Another football fan, Glenn Wilcox, got the score of the game late that afternoon and was, in his own quiet way, cheered at the news, seeing he had a double saw riding on the Bears. Made his otherwise routine day: half a dozen muggings, about the same number of boosted vehicles, your usual quota of D & D’s, one rape, one flasher, couple of domestics. Routine except for that visit by the putz professor and his spaced missus, kept nagging him. Not that it was exactly sympathy he felt, or for sure any urgent obligation, not off that loopy, fuzzy story they got to tell. Too many years on the force for that (and only eighteen months and counting till retirement). That long, you learned to maintain a professional distance, never get personally involved. Still was hard to scrub the image of their eager citizen faces, playing at crime fighter, pair of suburb biscuits like that, with their leaflets and their heavy tollway clues. Kind of sad, you thought about it, which all afternoon he’d tried not to do, but for reasons unclear to him, couldn’t get a handle on, it kept coming back to him. Maybe because, twice divorced himself, three kids, two of them boys, none of them give him so much as the time of day, as lost to him forever as the Quinn boy most likely was, all this time gone by—maybe because of that he could understand a little how they felt, some of their desperation. So even though he knew it was pointless, worse than useless, he went ahead anyway and picked up the phone and put in a call to Thornton over at Four, and when, after a lengthy hold, he got him on the line, he said, casual as he could pitch it, “Hey, Palmer. Glenn Wilcox
.”
“Glenn. How’s by you?”
“Same old song. You?”
“Holdin’ course. Loose but holdin’. What’s up? And don’t say what you’re gonna.”
Wilcox forced a chuckle. “Been awhile since that one got up, my age.”
“Not that, what then?”
“You remember them people from out to Naperville, Quinns? Got their kid snatched?”
“Like I’m gonna forget. That weenie been crowdin’ me two months running.”

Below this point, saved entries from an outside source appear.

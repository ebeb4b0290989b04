//! Academic vs. non-academic heuristic for author and affiliation strings.

use std::fmt;

/// Substrings that mark an affiliation as academic (matched lower-cased).
pub const ACADEMIC_KEYWORDS: &[&str] = &[
    "university",
    "college",
    "institute",
    "school",
    "lab",
    "laboratory",
];

/// Result of classifying an author or affiliation string
#[derive(Debug, Clone, Copy, PartialEq, Eq)]
pub enum Affiliation {
    Academic,
    NonAcademic,
}

impl Affiliation {
    pub fn as_str(&self) -> &'static str {
        match self {
            Affiliation::Academic => "academic",
            Affiliation::NonAcademic => "non-academic",
        }
    }

    pub fn is_academic(&self) -> bool {
        matches!(self, Affiliation::Academic)
    }
}

impl fmt::Display for Affiliation {
    fn fmt(&self, f: &mut fmt::Formatter<'_>) -> fmt::Result {
        f.write_str(self.as_str())
    }
}

/// Classify a string by case-insensitive substring match against [`ACADEMIC_KEYWORDS`].
pub fn classify(text: &str) -> Affiliation {
    let lower = text.to_lowercase();
    if ACADEMIC_KEYWORDS.iter().any(|kw| lower.contains(kw)) {
        Affiliation::Academic
    } else {
        Affiliation::NonAcademic
    }
}
//! Search, fetch summaries, project.

use crate::error::Result;
use crate::projector::{project_all, ProjectedRecord};
use crate::pubmed::PubmedClient;
use tracing::info;

/// Run a query end to end and return rows in search relevance order.
///
/// No summary request is sent when the search finds nothing.
pub async fn fetch_records(
    client: &PubmedClient,
    query: &str,
    max_results: u32,
) -> Result<Vec<ProjectedRecord>> {
    let ids = client.search(query, max_results).await?;
    if ids.is_empty() {
        info!(query = query, "No matching papers");
        return Ok(Vec::new());
    }

    let records = client.summaries(&ids).await?;
    Ok(project_all(&ids, &records))
}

“Yeah, well, today’s my turn in the barrel.”
“No kiddin’. How’s that?”
“They was in here all stoked over some big lead they turned up.”

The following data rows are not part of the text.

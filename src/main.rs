//! Lane Dash headless driver
//!
//! Runs a single autopilot game at a fixed 60 Hz cadence and prints the
//! game-over report as JSON. Usage: `lane-dash [seed] [max_ticks] [tuning.json]`

#[cfg(not(target_arch = "wasm32"))]
mod native {
    use std::process::ExitCode;

    use lane_dash::Tuning;
    use lane_dash::consts::FRAME_MS;
    use lane_dash::sim::{CarModel, GameState, RunPhase, TickInput, tick};

    const DEFAULT_SEED: u64 = 12345;
    /// Ten simulated minutes
    const DEFAULT_MAX_TICKS: u64 = 60 * 60 * 10;

    fn load_tuning(path: Option<&str>) -> Result<Tuning, String> {
        let Some(path) = path else {
            return Ok(Tuning::default());
        };
        let json = std::fs::read_to_string(path).map_err(|e| format!("{path}: {e}"))?;
        Tuning::from_json(&json).map_err(|e| format!("{path}: {e}"))
    }

    pub fn run() -> ExitCode {
        env_logger::Builder::from_env(env_logger::Env::default().default_filter_or("info")).init();

        let args: Vec<String> = std::env::args().skip(1).collect();
        let seed = args
            .first()
            .and_then(|s| s.parse().ok())
            .unwrap_or(DEFAULT_SEED);
        let max_ticks = args
            .get(1)
            .and_then(|s| s.parse().ok())
            .unwrap_or(DEFAULT_MAX_TICKS);
        let tuning = match load_tuning(args.get(2).map(String::as_str)) {
            Ok(tuning) => tuning,
            Err(e) => {
                log::error!("Invalid tuning: {}", e);
                return ExitCode::FAILURE;
            }
        };

        match tuning.to_json() {
            Ok(json) => log::debug!("Tuning: {}", json),
            Err(e) => log::warn!("Failed to encode tuning: {}", e),
        }

        let mut state = GameState::with_tuning(seed, CarModel::default(), tuning);
        let start = TickInput {
            start: true,
            idle_mode: true,
            ..Default::default()
        };
        let autopilot = TickInput {
            idle_mode: true,
            ..Default::default()
        };

        log::info!("Seed {}, up to {} ticks", seed, max_ticks);
        let mut snapshot = tick(&mut state, &start, FRAME_MS);
        while snapshot.phase == RunPhase::Running && state.run.tick_count < max_ticks {
            snapshot = tick(&mut state, &autopilot, FRAME_MS);
        }

        if snapshot.phase != RunPhase::GameOver {
            log::info!("Tick limit reached at {:.0} m", state.player.distance);
        }

        match serde_json::to_string_pretty(&state.summary()) {
            Ok(json) => {
                println!("{json}");
                ExitCode::SUCCESS
            }
            Err(e) => {
                log::error!("Failed to encode summary: {}", e);
                ExitCode::FAILURE
            }
        }
    }
}

#[cfg(not(target_arch = "wasm32"))]
fn main() -> std::process::ExitCode {
    native::run()
}

#[cfg(target_arch = "wasm32")]
fn main() {
    // Browser entry point is `platform::web::init`
}
//! Wall-clock to simulation delta
//!
//! Front ends hand us raw frame timestamps; the simulation only ever sees a
//! delta clamped to `MAX_TICK_MS`.

use crate::bounded_delta;

#[derive(Debug, Clone, Default)]
pub struct FrameClock {
    last_ms: Option<f64>,
}

impl FrameClock {
    pub fn new() -> Self {
        Self::default()
    }

    /// Bounded delta since the previous frame. The first frame yields zero.
    pub fn delta(&mut self, now_ms: f64) -> f32 {
        let delta = match self.last_ms {
            Some(last) => (now_ms - last) as f32,
            None => 0.0,
        };
        self.last_ms = Some(now_ms);
        bounded_delta(delta)
    }

    /// Forget the last timestamp (e.g. after the tab was hidden)
    pub fn reset(&mut self) {
        self.last_ms = None;
    }
}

“How come you got volunteered?”
“Got lost. Ended up here.”
Thornton snorted. “That gimp would get lost in a phone booth.”
“Don’t I know. Anyway, long as they’re here I figured I’d listen it out. Spare you.”
“Owe you one. I’m up to my ass in backlog. So what’s this serious lead?”
“Pro’ly nothin’.”
“So try me anyhow.”
Wilcox related the tale of the highway encounter, trimming it down, bare bones, since he knew Thornton, never a patient man, had a low flapjaw threshold. Soon as he’s finished, Thornton said curtly, “Somebody jivin’ ’em.”
“That’s what I told him, this professor. ’Course, he wants us run a scan.”
“Off that? One letter, no make on the vehicle? No way. Nothin’ to scan.”
“Told him that too.”
“Fuckin’ amateurs.”
“Well,” Wilcox said, “just thought I’d let you know. He’ll be buggin’ you about it next week.”
“Be Vern’s prol’um. Tonight I’m vanished, evaporated. Two weeks vacation.”
“Hey, good on you. Enjoy.”
“I’ll do that. Talk to ya, Glenn.”
Wilcox put up the phone and poured himself a cup of the vile station house coffee. Burned going down, burned his gut. He drank it anyway. Unaccountably, a memory of his youngest boy came to him. Got to be—what?—fifteen now, last seen over a decade back, lived somewhere out in Utah with his bitch of a mother. Memory was blurry, like a dream memory, like he’d dreamed him into existence, then dreamed him away. Like his whole life gone by, fart in the wind.